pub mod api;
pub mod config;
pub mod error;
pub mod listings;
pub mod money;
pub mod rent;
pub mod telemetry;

= = = = = = =

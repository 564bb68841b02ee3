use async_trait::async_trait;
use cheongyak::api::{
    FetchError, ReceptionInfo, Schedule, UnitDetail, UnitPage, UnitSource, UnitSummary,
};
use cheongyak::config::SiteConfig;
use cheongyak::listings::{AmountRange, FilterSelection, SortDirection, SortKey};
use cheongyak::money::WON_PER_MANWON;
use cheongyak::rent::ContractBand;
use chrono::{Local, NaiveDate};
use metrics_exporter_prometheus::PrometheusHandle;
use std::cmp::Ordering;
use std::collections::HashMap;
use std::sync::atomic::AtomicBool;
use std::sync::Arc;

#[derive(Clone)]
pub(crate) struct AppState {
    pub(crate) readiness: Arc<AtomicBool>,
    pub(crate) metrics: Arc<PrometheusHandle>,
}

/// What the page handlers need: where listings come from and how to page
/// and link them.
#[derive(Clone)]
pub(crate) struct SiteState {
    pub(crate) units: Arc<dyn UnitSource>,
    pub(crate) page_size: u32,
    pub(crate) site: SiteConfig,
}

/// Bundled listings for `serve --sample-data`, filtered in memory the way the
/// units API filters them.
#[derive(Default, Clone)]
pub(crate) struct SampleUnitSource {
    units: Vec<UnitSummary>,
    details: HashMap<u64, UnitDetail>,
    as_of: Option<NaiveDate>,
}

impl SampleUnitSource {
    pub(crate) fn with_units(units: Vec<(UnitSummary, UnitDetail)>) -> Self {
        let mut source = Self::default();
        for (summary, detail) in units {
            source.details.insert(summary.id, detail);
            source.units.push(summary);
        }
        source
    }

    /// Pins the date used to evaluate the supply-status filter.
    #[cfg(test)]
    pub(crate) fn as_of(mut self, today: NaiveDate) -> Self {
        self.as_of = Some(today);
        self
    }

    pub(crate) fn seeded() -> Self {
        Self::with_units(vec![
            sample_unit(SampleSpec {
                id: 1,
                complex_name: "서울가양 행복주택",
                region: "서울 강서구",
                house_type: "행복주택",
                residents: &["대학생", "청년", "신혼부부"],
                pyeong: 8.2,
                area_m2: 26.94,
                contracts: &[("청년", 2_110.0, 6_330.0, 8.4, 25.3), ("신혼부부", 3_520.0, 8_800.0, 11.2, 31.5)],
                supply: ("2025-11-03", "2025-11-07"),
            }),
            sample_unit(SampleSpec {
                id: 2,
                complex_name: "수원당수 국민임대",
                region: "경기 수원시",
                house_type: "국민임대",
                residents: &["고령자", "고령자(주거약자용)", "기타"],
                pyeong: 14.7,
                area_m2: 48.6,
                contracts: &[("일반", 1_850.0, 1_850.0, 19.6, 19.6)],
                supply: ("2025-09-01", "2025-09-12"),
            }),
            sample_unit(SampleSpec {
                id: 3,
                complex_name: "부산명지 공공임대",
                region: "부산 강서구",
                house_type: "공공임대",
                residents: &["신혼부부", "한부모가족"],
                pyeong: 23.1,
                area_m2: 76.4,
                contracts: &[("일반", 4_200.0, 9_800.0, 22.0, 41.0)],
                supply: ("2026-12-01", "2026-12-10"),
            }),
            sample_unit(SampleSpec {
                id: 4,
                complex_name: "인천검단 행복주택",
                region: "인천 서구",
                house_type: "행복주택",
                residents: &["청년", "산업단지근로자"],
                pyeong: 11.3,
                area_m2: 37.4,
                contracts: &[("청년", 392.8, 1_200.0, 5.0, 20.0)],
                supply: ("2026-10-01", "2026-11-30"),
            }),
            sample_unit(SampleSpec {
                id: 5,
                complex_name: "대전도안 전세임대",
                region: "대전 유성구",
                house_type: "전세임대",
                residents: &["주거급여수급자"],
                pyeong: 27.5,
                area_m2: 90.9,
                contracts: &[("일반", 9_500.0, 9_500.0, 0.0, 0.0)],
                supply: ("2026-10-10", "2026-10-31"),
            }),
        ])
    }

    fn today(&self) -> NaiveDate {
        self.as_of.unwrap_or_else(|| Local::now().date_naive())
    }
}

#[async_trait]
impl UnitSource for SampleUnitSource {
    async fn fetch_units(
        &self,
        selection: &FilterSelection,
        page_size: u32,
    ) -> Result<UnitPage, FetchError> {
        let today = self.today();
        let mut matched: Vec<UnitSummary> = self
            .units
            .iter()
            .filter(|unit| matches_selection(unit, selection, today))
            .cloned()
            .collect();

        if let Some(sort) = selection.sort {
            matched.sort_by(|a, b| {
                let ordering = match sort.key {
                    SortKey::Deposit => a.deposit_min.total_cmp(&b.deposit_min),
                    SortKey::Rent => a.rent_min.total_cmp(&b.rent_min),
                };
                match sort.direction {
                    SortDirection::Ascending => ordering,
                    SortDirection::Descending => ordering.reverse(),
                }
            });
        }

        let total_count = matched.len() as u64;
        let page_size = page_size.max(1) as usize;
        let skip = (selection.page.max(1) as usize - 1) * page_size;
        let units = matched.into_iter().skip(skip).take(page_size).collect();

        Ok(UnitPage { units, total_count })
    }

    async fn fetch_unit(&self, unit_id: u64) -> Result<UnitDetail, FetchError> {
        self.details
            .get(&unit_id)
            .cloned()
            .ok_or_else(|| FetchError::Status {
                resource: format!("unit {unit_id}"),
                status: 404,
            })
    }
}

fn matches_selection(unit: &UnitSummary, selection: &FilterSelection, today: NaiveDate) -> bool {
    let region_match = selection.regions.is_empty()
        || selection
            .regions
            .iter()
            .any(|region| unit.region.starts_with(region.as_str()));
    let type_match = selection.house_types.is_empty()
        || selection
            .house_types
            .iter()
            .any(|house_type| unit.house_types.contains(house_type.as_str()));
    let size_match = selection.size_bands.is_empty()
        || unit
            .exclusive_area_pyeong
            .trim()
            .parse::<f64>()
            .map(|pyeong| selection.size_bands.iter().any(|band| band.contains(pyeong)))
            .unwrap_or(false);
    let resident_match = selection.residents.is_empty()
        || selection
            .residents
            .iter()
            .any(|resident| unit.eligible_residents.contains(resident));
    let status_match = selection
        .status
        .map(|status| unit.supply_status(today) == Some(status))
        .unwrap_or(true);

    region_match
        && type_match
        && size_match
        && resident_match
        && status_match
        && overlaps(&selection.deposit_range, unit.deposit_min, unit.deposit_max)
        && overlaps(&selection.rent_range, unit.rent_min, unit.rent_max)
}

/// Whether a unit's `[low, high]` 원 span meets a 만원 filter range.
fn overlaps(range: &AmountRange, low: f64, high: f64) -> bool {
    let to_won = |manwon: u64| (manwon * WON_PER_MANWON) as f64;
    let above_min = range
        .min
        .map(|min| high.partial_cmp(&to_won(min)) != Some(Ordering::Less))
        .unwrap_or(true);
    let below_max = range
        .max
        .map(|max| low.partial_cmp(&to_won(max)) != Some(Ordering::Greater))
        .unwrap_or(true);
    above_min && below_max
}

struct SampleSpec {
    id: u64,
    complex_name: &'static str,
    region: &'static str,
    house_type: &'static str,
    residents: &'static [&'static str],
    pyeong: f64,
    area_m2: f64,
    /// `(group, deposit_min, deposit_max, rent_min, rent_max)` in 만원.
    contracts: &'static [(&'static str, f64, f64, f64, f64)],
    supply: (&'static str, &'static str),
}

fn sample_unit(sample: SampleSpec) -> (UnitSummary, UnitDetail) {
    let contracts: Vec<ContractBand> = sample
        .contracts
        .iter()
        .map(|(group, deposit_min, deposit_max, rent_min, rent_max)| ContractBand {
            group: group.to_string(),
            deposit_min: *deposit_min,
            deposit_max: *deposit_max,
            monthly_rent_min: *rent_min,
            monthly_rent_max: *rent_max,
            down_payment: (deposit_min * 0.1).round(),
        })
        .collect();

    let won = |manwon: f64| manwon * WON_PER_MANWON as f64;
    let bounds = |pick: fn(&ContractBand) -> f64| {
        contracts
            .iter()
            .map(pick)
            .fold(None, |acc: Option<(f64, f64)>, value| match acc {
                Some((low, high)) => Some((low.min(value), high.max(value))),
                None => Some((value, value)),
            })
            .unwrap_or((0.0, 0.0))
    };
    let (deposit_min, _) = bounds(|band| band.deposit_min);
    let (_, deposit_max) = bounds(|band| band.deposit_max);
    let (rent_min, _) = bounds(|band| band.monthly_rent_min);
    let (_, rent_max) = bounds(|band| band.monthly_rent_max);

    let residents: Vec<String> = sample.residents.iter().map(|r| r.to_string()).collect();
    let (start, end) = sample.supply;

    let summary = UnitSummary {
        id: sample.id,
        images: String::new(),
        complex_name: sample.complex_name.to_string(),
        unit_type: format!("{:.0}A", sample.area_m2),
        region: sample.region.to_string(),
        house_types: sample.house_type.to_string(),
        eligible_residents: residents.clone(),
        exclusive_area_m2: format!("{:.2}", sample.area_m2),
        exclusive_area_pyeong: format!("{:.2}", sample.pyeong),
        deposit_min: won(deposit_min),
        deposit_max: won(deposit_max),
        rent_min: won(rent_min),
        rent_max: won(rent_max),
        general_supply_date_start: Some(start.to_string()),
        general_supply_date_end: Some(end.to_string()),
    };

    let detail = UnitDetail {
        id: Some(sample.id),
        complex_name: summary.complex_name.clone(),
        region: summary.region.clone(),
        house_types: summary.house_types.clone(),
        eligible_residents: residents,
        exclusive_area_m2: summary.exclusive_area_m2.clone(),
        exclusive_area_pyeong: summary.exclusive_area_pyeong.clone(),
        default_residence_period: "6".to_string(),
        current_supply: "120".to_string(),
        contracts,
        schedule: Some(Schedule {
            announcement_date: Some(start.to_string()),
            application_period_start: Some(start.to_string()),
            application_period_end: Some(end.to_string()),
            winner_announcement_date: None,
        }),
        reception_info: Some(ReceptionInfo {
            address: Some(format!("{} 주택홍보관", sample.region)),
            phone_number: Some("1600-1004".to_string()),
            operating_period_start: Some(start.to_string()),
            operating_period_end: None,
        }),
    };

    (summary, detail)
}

= = = = = = =

Check all the records above and select each line where the string "impl" is found.

→ **Answer to the problem**:
impl SampleUnitSource {
impl UnitSource for SampleUnitSource {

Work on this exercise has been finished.